For 33 weeks, 50 toes, 50 fingers and six hearts have been beating together until on September 9, 2018 when Allen Nakato, 44 went into labour. The secondary school teacher from Kayunga had an answered prayer of 22 years of childlessness after suffering a miscarriage immediately after she got married.

Hesitant in speech, Nakato wears a smile of excitement about the first miracle babies in East and Central Africa after an (in-vitro fertilization) IVF at Women’s Hospital International and Fertility Centre in Bukoto.

She battled breast cancer until 2015 in which she lost one of her breasts but now shares the joy of nursing three baby girls and two boys.

Nakato had a miscarriage once immediately after she got married but failed to conceive again thereafter. She has tried endless options, went to several doctors but with no success.

She first visited the fertility centre in February 2016 for a consultation. “I told her about what was needed but after a long time, I did not see her, says Dr Ssali Tamale the director of the hospital. “I think it was about the finances.”

The process

Two years later, she reappeared at the hospital ready for the procedure. Dr Ssali later realized that she had blocked tubes from the miscarriage and her husband also had low sperm count so it was hard for her to conceive naturally.

“We then got six eggs from her uterus and sperms from her husband and fertilized them to make an embryo. After three days, six embryos had developed which were then transferred into her uterus using the Intra Cytoplasmic Sperm Injection,” he says.

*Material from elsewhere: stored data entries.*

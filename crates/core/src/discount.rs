//! Discount code policies.
//!
//! A [`DiscountPolicy`] maps a normalized code to a [`DiscountRule`]. The
//! pricing code asks the policy about the cart's applied code on every read,
//! so changing the policy changes every cart's totals immediately.
//!
//! There is no validation beyond "is the code known": no expiry, usage
//! limits or stacking. One code per cart.

use std::collections::BTreeMap;

use rust_decimal::Decimal;
use serde::{Deserialize, Serialize};

use crate::types::{Money, round_currency};

/// How a discount reduces the subtotal.
#[derive(Debug, Clone, Copy, PartialEq, Eq, Serialize, Deserialize)]
#[serde(tag = "type", content = "value", rename_all = "snake_case")]
pub enum DiscountRule {
    /// A fraction of the subtotal, between 0 and 1 (e.g. `0.10` for 10%).
    Percentage(Decimal),
    /// A fixed amount off.
    Fixed(Money),
}

impl DiscountRule {
    /// The amount this rule takes off `subtotal`.
    ///
    /// The result is rounded to currency precision and never exceeds the
    /// subtotal.
    #[must_use]
    pub fn amount_for(&self, subtotal: Decimal) -> Decimal {
        let raw = match self {
            Self::Percentage(rate) => subtotal.checked_mul(*rate).unwrap_or(subtotal),
            Self::Fixed(amount) => amount.amount(),
        };
        round_currency(raw).min(subtotal).max(Decimal::ZERO)
    }
}

/// Lookup of discount codes.
pub trait DiscountPolicy: Send + Sync {
    /// Find the rule for an already-normalized (trimmed, uppercase) code.
    fn lookup(&self, code: &str) -> Option<DiscountRule>;
}

/// A policy that knows no codes.
#[derive(Debug, Clone, Copy, Default)]
pub struct NoDiscounts;

impl DiscountPolicy for NoDiscounts {
    fn lookup(&self, _code: &str) -> Option<DiscountRule> {
        None
    }
}

/// Errors that can occur when parsing a [`CodeTable`].
#[derive(thiserror::Error, Debug, Clone, PartialEq, Eq)]
pub enum DiscountTableError {
    /// An entry is not of the form `CODE=value`.
    #[error("malformed discount entry: {0}")]
    Malformed(String),
    /// The rate is not a decimal in `(0, 1]`.
    #[error("invalid rate for {code}: {value}")]
    InvalidRate {
        /// Code being parsed.
        code: String,
        /// Raw value.
        value: String,
    },
}

/// A static table of codes.
///
/// Parsed from a comma-separated list: `CODE=rate` entries are percentage
/// discounts (`WELCOME10=0.10`), `CODE=fixed:amount` entries are fixed
/// discounts in the table's currency.
#[derive(Debug, Clone, Default, PartialEq, Eq)]
pub struct CodeTable {
    rules: BTreeMap<String, DiscountRule>,
}

impl CodeTable {
    /// Codes offered by the storefront out of the box.
    pub const DEFAULT_CODES: &'static str = "WELCOME10=0.10,FORD20=0.20,YEDEK15=0.15";

    /// Create an empty table.
    #[must_use]
    pub fn new() -> Self {
        Self::default()
    }

    /// Add or replace a code.
    #[must_use]
    pub fn with_rule(mut self, code: &str, rule: DiscountRule) -> Self {
        if let Some(code) = crate::cart::normalize_code(code) {
            self.rules.insert(code, rule);
        }
        self
    }

    /// Parse a table from its textual form.
    ///
    /// # Errors
    ///
    /// Returns an error for entries that are not `CODE=value`, rates outside
    /// `(0, 1]`, or negative fixed amounts.
    pub fn parse(
        text: &str,
        currency: crate::types::CurrencyCode,
    ) -> Result<Self, DiscountTableError> {
        let mut table = Self::new();

        for entry in text.split(',').map(str::trim).filter(|e| !e.is_empty()) {
            let (code, value) = entry
                .split_once('=')
                .ok_or_else(|| DiscountTableError::Malformed(entry.to_owned()))?;
            let code = code.trim();
            let value = value.trim();
            if code.is_empty() {
                return Err(DiscountTableError::Malformed(entry.to_owned()));
            }

            let invalid = || DiscountTableError::InvalidRate {
                code: code.to_owned(),
                value: value.to_owned(),
            };

            let rule = if let Some(amount) = value.strip_prefix("fixed:") {
                let amount: Decimal = amount.trim().parse().map_err(|_| invalid())?;
                DiscountRule::Fixed(Money::new(amount, currency).map_err(|_| invalid())?)
            } else {
                let rate: Decimal = value.parse().map_err(|_| invalid())?;
                if rate <= Decimal::ZERO || rate > Decimal::ONE {
                    return Err(invalid());
                }
                DiscountRule::Percentage(rate)
            };

            table = table.with_rule(code, rule);
        }

        Ok(table)
    }

    /// Number of codes in the table.
    #[must_use]
    pub fn len(&self) -> usize {
        self.rules.len()
    }

    /// Whether the table is empty.
    #[must_use]
    pub fn is_empty(&self) -> bool {
        self.rules.is_empty()
    }
}

impl DiscountPolicy for CodeTable {
    fn lookup(&self, code: &str) -> Option<DiscountRule> {
        self.rules.get(code).copied()
    }
}

/// A discount as it appears in a summary.
#[derive(Debug, Clone, PartialEq, Eq, Serialize, Deserialize)]
pub struct AppliedDiscount {
    /// The code the customer entered.
    pub code: String,
    /// The rule the code resolved to.
    pub rule: DiscountRule,
    /// Amount taken off the subtotal.
    pub amount: Money,
}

The transfer of the embryo was done on February 9, 2018 and they all were transferred bearing in mind that sometimes the embryos shrink. On March 6, when a scan was done, the doctors noticed that she had five babies.

Nakato says, “I was very shocked because I had not heard of such a thing. I heard women having quadruplets but not five. I feared I would not be able to carry them but with the counseling from the doctors, I learnt to accept it.”

After conception, she went back and continued teaching. “I followed the advice from the doctors and not even once did I fall sick during pregnancy. I stopped working at week 27 and the doctors recommended bed rest.

Apart from the close family members from her side, Nakato has kept the number of babies a secret even from her husband. “He knows that I gave birth but not with the number. I only want him to find out when he comes to hospital. I am now looking around for mothers that can help me breastfeed.”